Instead of being pissed at the judge, people should be pissed at youtube/google for actually keeping track of what videos every single user/ip watched. Just goes to show that Google is most likely tracking every single thing you do online
You sound as if you are more concerned about your YouTube history because you have more to hide there than in your medical history. Surely you can imagine people for whom the opposite is true -- where some otherwise innocuous medical fact would hurt them if made public?
...Like people who adopted but don't want their kids to know, people who have recovered from cancer, people with mental conditions, people treated for STDs, people with sex changes, people who have had (even a false-) positive HIV test, people with a history of drug abuse, people who have had abortions, etc. Some reasons are just embarrassing, some may get you turned down from a job, some are blackmail material that could end a marriage or political career.
This is not something I worry about. If someone won't hire you because of a medical condition, you didn't want to work for them anyway. Better to find that out before you're entrenched.
some are blackmail material that could end a marriage or political career
Why keep records of things you don't want people to know about?
This is not something I worry about. If someone won't hire you because of a medical condition, you didn't want to work for them anyway. Better to find that out before you're entrenched.
Maybe, maybe not. The machinations of hiring are not necessarily representative of the rest of the work environment. And if a person with a politically unpopular medical condition gets turned down from a job, they won't know the reason. They're unlikely to say "Thank goodness I didn't get hired." -- more likely: "I wonder if my condition had any influence on the decision." These people would be much happier with greater confidentiality.

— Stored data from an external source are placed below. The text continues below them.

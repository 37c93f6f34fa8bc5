use async_trait::async_trait;
use serde::Deserialize;
use serde_json::Value;
use std::sync::Arc;

use super::{mutation_result, parse_args, require_id, to_value, PageArgs};
use crate::config::Config;
use crate::errors::ToolError;
use crate::services::logger::Logger;
use crate::services::loom_client::LoomClient;
use crate::services::models::{FolderUpdate, NewFolder};
use crate::services::tool_executor::ToolHandler;
use crate::utils::tool_errors::unknown_tool_error;

pub const FOLDER_TOOLS: &[&str] = &[
    "loom_list_folders",
    "loom_get_folder",
    "loom_create_folder",
    "loom_update_folder",
    "loom_delete_folder",
];

#[derive(Debug, Deserialize)]
#[serde(rename_all = "camelCase")]
struct ListFoldersArgs {
    #[serde(flatten)]
    page: PageArgs,
    #[serde(default)]
    parent_id: Option<String>,
}

#[derive(Debug, Deserialize)]
#[serde(rename_all = "camelCase")]
struct FolderArgs {
    folder_id: String,
}

#[derive(Debug, Deserialize)]
#[serde(rename_all = "camelCase")]
struct UpdateFolderArgs {
    folder_id: String,
    #[serde(flatten)]
    update: FolderUpdate,
}

#[derive(Clone)]
pub struct FolderManager {
    logger: Logger,
    config: Arc<Config>,
}

impl FolderManager {
    pub fn new(logger: Logger, config: Arc<Config>) -> Self {
        Self {
            logger: logger.child("folders"),
            config,
        }
    }

    pub async fn handle_tool(
        &self,
        tool: &str,
        client: &LoomClient,
        args: Value,
    ) -> Result<Value, ToolError> {
        match tool {
            "loom_list_folders" => {
                let args: ListFoldersArgs = parse_args(tool, args)?;
                let parent_id = args
                    .parent_id
                    .as_deref()
                    .map(str::trim)
                    .filter(|id| !id.is_empty());
                let page = args.page.to_params(&self.config);
                to_value(&client.list_folders(&page, parent_id).await?)
            }
            "loom_get_folder" => {
                let args: FolderArgs = parse_args(tool, args)?;
                let id = require_id("folderId", &args.folder_id)?;
                to_value(&client.get_folder(id).await?)
            }
            "loom_create_folder" => {
                let folder: NewFolder = parse_args(tool, args)?;
                if folder.name.trim().is_empty() {
                    return Err(ToolError::invalid_params("name must be a non-empty string"));
                }
                let created = client.create_folder(&folder).await?;
                mutation_result("Folder created successfully", "folder", created)
            }
            "loom_update_folder" => {
                let args: UpdateFolderArgs = parse_args(tool, args)?;
                let id = require_id("folderId", &args.folder_id)?;
                if args.update == FolderUpdate::default() {
                    return Err(ToolError::invalid_params(
                        "Provide at least one of name or parentId",
                    ));
                }
                let folder = client.update_folder(id, &args.update).await?;
                mutation_result("Folder updated successfully", "folder", folder)
            }
            "loom_delete_folder" => {
                let args: FolderArgs = parse_args(tool, args)?;
                let id = require_id("folderId", &args.folder_id)?;
                client.delete_folder(id).await?;
                self.logger
                    .info("folder deleted", Some(&serde_json::json!({"folder_id": id})));
                mutation_result::<Value>("Folder deleted successfully", "folder", None)
            }
            _ => Err(unknown_tool_error(tool, FOLDER_TOOLS)),
        }
    }
}

#[async_trait]
impl ToolHandler for FolderManager {
    async fn handle(
        &self,
        tool: &str,
        client: &LoomClient,
        args: Value,
    ) -> Result<Value, ToolError> {
        self.handle_tool(tool, client, args).await
    }
}
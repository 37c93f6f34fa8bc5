pub mod credentials;
pub mod logger;
pub mod loom_client;
pub mod models;
pub mod tool_executor;
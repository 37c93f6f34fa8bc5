use serde::Serialize;
use std::fmt;

#[derive(Debug, Clone, Copy, PartialEq, Eq, Serialize)]
#[repr(i32)]
pub enum ErrorCode {
    ParseError = -32700,
    InvalidRequest = -32600,
    MethodNotFound = -32601,
    InvalidParams = -32602,
    InternalError = -32603,
}

impl ErrorCode {
    pub fn as_i32(self) -> i32 {
        self as i32
    }
}

#[derive(Debug, Clone, Serialize)]
pub struct McpError {
    pub code: ErrorCode,
    pub message: String,
}

impl McpError {
    pub fn new(code: ErrorCode, message: impl Into<String>) -> Self {
        Self {
            code,
            message: message.into(),
        }
    }

    pub fn invalid_params(message: impl Into<String>) -> Self {
        Self::new(ErrorCode::InvalidParams, message)
    }
}

impl fmt::Display for McpError {
    fn fmt(&self, f: &mut fmt::Formatter<'_>) -> fmt::Result {
        write!(f, "{}", self.message)
    }
}

impl std::error::Error for McpError {}
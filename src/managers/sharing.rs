use async_trait::async_trait;
use serde::Deserialize;
use serde_json::Value;

use super::{mutation_result, parse_args, to_value};
use crate::errors::ToolError;
use crate::services::loom_client::LoomClient;
use crate::services::models::NewRecordLink;
use crate::services::tool_executor::ToolHandler;
use crate::utils::tool_errors::unknown_tool_error;

pub const SHARING_TOOLS: &[&str] = &["loom_get_oembed", "loom_create_record_link"];

#[derive(Debug, Deserialize)]
#[serde(rename_all = "camelCase")]
struct OEmbedArgs {
    url: String,
    #[serde(default)]
    max_width: Option<u32>,
    #[serde(default)]
    max_height: Option<u32>,
}

/// oEmbed lookups and record links.
#[derive(Clone, Default)]
pub struct SharingManager;

impl SharingManager {
    pub fn new() -> Self {
        Self
    }

    pub async fn handle_tool(
        &self,
        tool: &str,
        client: &LoomClient,
        args: Value,
    ) -> Result<Value, ToolError> {
        match tool {
            "loom_get_oembed" => {
                let args: OEmbedArgs = parse_args(tool, args)?;
                let url = args.url.trim();
                if url.is_empty() {
                    return Err(ToolError::invalid_params("url must be a non-empty string"));
                }
                to_value(
                    &client
                        .get_oembed(url, args.max_width, args.max_height)
                        .await?,
                )
            }
            "loom_create_record_link" => {
                let link: NewRecordLink = parse_args(tool, args)?;
                let created = client.create_record_link(&link).await?;
                mutation_result("Record link created successfully", "recordLink", created)
            }
            _ => Err(unknown_tool_error(tool, SHARING_TOOLS)),
        }
    }
}

#[async_trait]
impl ToolHandler for SharingManager {
    async fn handle(
        &self,
        tool: &str,
        client: &LoomClient,
        args: Value,
    ) -> Result<Value, ToolError> {
        self.handle_tool(tool, client, args).await
    }
}
use async_trait::async_trait;
use serde::Deserialize;
use serde_json::Value;
use std::sync::Arc;

use super::{parse_args, require_id, to_value, PageArgs};
use crate::config::Config;
use crate::errors::ToolError;
use crate::services::loom_client::LoomClient;
use crate::services::tool_executor::ToolHandler;
use crate::utils::tool_errors::unknown_tool_error;

pub const WORKSPACE_TOOLS: &[&str] = &["loom_list_workspaces", "loom_get_workspace"];

#[derive(Debug, Deserialize)]
#[serde(rename_all = "camelCase")]
struct WorkspaceArgs {
    workspace_id: String,
}

#[derive(Clone)]
pub struct WorkspaceManager {
    config: Arc<Config>,
}

impl WorkspaceManager {
    pub fn new(config: Arc<Config>) -> Self {
        Self { config }
    }

    pub async fn handle_tool(
        &self,
        tool: &str,
        client: &LoomClient,
        args: Value,
    ) -> Result<Value, ToolError> {
        match tool {
            "loom_list_workspaces" => {
                let page: PageArgs = parse_args(tool, args)?;
                to_value(&client.list_workspaces(&page.to_params(&self.config)).await?)
            }
            "loom_get_workspace" => {
                let args: WorkspaceArgs = parse_args(tool, args)?;
                let id = require_id("workspaceId", &args.workspace_id)?;
                to_value(&client.get_workspace(id).await?)
            }
            _ => Err(unknown_tool_error(tool, WORKSPACE_TOOLS)),
        }
    }
}

#[async_trait]
impl ToolHandler for WorkspaceManager {
    async fn handle(
        &self,
        tool: &str,
        client: &LoomClient,
        args: Value,
    ) -> Result<Value, ToolError> {
        self.handle_tool(tool, client, args).await
    }
}
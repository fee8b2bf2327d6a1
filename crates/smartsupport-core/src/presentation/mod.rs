//! Presentation adapter.
//!
//! Maps session snapshots to renderable views, detects history changes that
//! should scroll the conversation to its end, and turns user intents into
//! session store calls. Layout and styling belong to the frontend.

pub mod intent;
pub mod view;
pub mod watcher;

pub use intent::SessionIntent;
pub use view::{MessageView, SessionView, ToolCallView, WelcomeView};
pub use watcher::{HistoryChange, HistoryWatcher};
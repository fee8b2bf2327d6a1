//! Tracing subscriber initialization with structured logging and optional
//! OpenTelemetry trace export.
//!
//! # Usage
//!
//! ```no_run
//! let directive = smartsupport_observe::tracing_setup::default_directive(1, false);
//! smartsupport_observe::tracing_setup::init_tracing(directive, false).unwrap();
//! ```

use opentelemetry::trace::TracerProvider as _;
use opentelemetry_sdk::trace::SdkTracerProvider;
use tracing_subscriber::fmt::format::FmtSpan;
use tracing_subscriber::layer::SubscriberExt;
use tracing_subscriber::util::SubscriberInitExt;
use tracing_subscriber::EnvFilter;

use std::sync::OnceLock;

/// Stores the OTel tracer provider so it can be shut down cleanly on exit.
static TRACER_PROVIDER: OnceLock<SdkTracerProvider> = OnceLock::new();

/// Filter directive for a CLI verbosity level.
///
/// `-v` turns on debug output for the workspace crates only; `-vv` enables
/// everything, including reqwest and hyper.
pub fn default_directive(verbose: u8, quiet: bool) -> &'static str {
    match verbose {
        0 if quiet => "error",
        0 => "warn",
        1 => "info,smartsupport=debug,smartsupport_core=debug,smartsupport_infra=debug",
        _ => "trace",
    }
}

/// Initialize the global tracing subscriber.
///
/// - Installs a `fmt` layer writing to stderr, so stdout stays clean for
///   command output and `--json`.
/// - `RUST_LOG` takes precedence over `default_directive` when set.
/// - When `enable_otel` is true, additionally bridges spans to OpenTelemetry
///   using a stdout exporter.
///
/// # Errors
///
/// Returns an error if a global subscriber has already been set.
pub fn init_tracing(
    default_directive: &str,
    enable_otel: bool,
) -> Result<(), Box<dyn std::error::Error>> {
    let env_filter =
        EnvFilter::try_from_default_env().unwrap_or_else(|_| EnvFilter::new(default_directive));

    let fmt_layer = tracing_subscriber::fmt::layer()
        .with_writer(std::io::stderr)
        .with_target(false);

    if enable_otel {
        let provider = SdkTracerProvider::builder()
            .with_simple_exporter(opentelemetry_stdout::SpanExporter::default())
            .build();
        let tracer = provider.tracer("smartsupport");
        let otel_layer = tracing_opentelemetry::layer().with_tracer(tracer);

        let _ = TRACER_PROVIDER.set(provider.clone());
        opentelemetry::global::set_tracer_provider(provider);

        tracing_subscriber::registry()
            .with(env_filter)
            .with(fmt_layer.with_span_events(FmtSpan::CLOSE))
            .with(otel_layer)
            .try_init()?;
    } else {
        tracing_subscriber::registry()
            .with(env_filter)
            .with(fmt_layer)
            .try_init()?;
    }

    Ok(())
}

/// Flush pending spans and shut down the tracer provider.
///
/// No-op when OTel was not enabled.
pub fn shutdown_tracing() {
    if let Some(provider) = TRACER_PROVIDER.get() {
        if let Err(e) = provider.shutdown() {
            eprintln!("Warning: OTel tracer provider shutdown error: {e}");
        }
    }
}

#[cfg(test)]
mod tests {
    use super::*;

    #[test]
    fn verbosity_maps_to_directive() {
        assert_eq!(default_directive(0, false), "warn");
        assert_eq!(default_directive(0, true), "error");
        assert!(default_directive(1, false).contains("smartsupport_core=debug"));
        assert_eq!(default_directive(2, false), "trace");
        assert_eq!(default_directive(5, true), "trace");
    }

    #[test]
    fn second_init_fails() {
        let _ = init_tracing("warn", false);
        assert!(init_tracing("warn", false).is_err());
    }

    #[test]
    fn shutdown_without_otel_is_noop() {
        shutdown_tracing();
    }
}
//! Backend wire types.
//!
//! These are the JSON bodies exchanged with the `/api` endpoints. They are
//! NOT the domain types from smartsupport-types; conversion happens at the
//! edge of [`super::client::HttpBackend`].

use serde::{Deserialize, Serialize};
use serde_json::{Map, Value};

use smartsupport_types::message::{HistoryEntry, ToolCall};
use smartsupport_types::prompt::PromptDetail;
use smartsupport_types::session::ChatReply;

/// Request body for `POST /api/chat`.
#[derive(Debug, Serialize)]
pub struct ChatRequestBody<'a> {
    pub messages: &'a [HistoryEntry],
    pub use_rag: bool,
    pub prompt_key: &'a str,
    pub use_tools: bool,
}

/// Response body for `POST /api/chat`.
#[derive(Debug, Deserialize)]
pub struct ChatResponseBody {
    pub message: String,
    #[serde(default)]
    pub sources: Option<Vec<String>>,
    #[serde(default)]
    pub tool_calls: Option<Vec<ToolCall>>,
}

impl ChatResponseBody {
    /// Fold the sources into a footer on the message text.
    pub fn into_reply(self) -> ChatReply {
        let mut message = self.message;
        if let Some(sources) = self.sources.filter(|s| !s.is_empty()) {
            message.push_str(&sources_footer(&sources));
        }
        ChatReply {
            message,
            tool_calls: self.tool_calls.unwrap_or_default(),
        }
    }
}

/// Markdown footer listing the documents an answer was grounded on.
pub fn sources_footer(sources: &[String]) -> String {
    format!("\n\n📚 *Sources: {}*", sources.join(", "))
}

/// Response body for `GET /api/prompts/{key}`.
///
/// An unknown key comes back as a success status with an `error` field.
#[derive(Debug, Deserialize)]
#[serde(untagged)]
pub enum PromptDetailBody {
    Found(PromptDetail),
    Missing { error: String },
}

/// Request body for `POST /api/documents/add-text`.
#[derive(Debug, Serialize)]
pub struct AddTextBody<'a> {
    pub texts: &'a [String],
    #[serde(skip_serializing_if = "Option::is_none")]
    pub metadatas: Option<&'a [Map<String, Value>]>,
}

/// Request body for `POST /api/documents/load-directory`.
#[derive(Debug, Serialize)]
pub struct LoadDirectoryBody<'a> {
    pub directory_path: &'a str,
}

/// Response body for `DELETE /api/documents/clear`.
#[derive(Debug, Deserialize)]
pub struct ClearBody {
    #[serde(default)]
    pub message: Option<String>,
}

/// Error body returned by the backend on failure.
///
/// `detail` is usually a string but validation failures carry a list.
#[derive(Debug, Default, Deserialize)]
pub struct ErrorBody {
    #[serde(default)]
    pub detail: Option<Value>,
}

Why keep records of things you don't want people to know about?
In case they are medically relevant. It's not clear from the Google summary whether the patient has editorial control over the contents of their medical records, but it's not hard to imagine a service where they do not -- no doctor wants a patient to be able to remove notes on drug dependency issues from their file. Lists of operations and medications are medically relevant and potentially embarrassing; even something as simple as a list of vaccinations can tell you where a person grew up, which could be a politically sensitive issue.
That may be so, but this is still just a terrible, terrible ruling. If the linked article is correct, it's the entire surfing habits of every youtube user, ever. A list of users who watched the Viacom videos in question should clearly be discoverable? This? It's a disaster.
IANAL, obviously, but I have to believe there will be some way to appeal this order and get it sanified, no?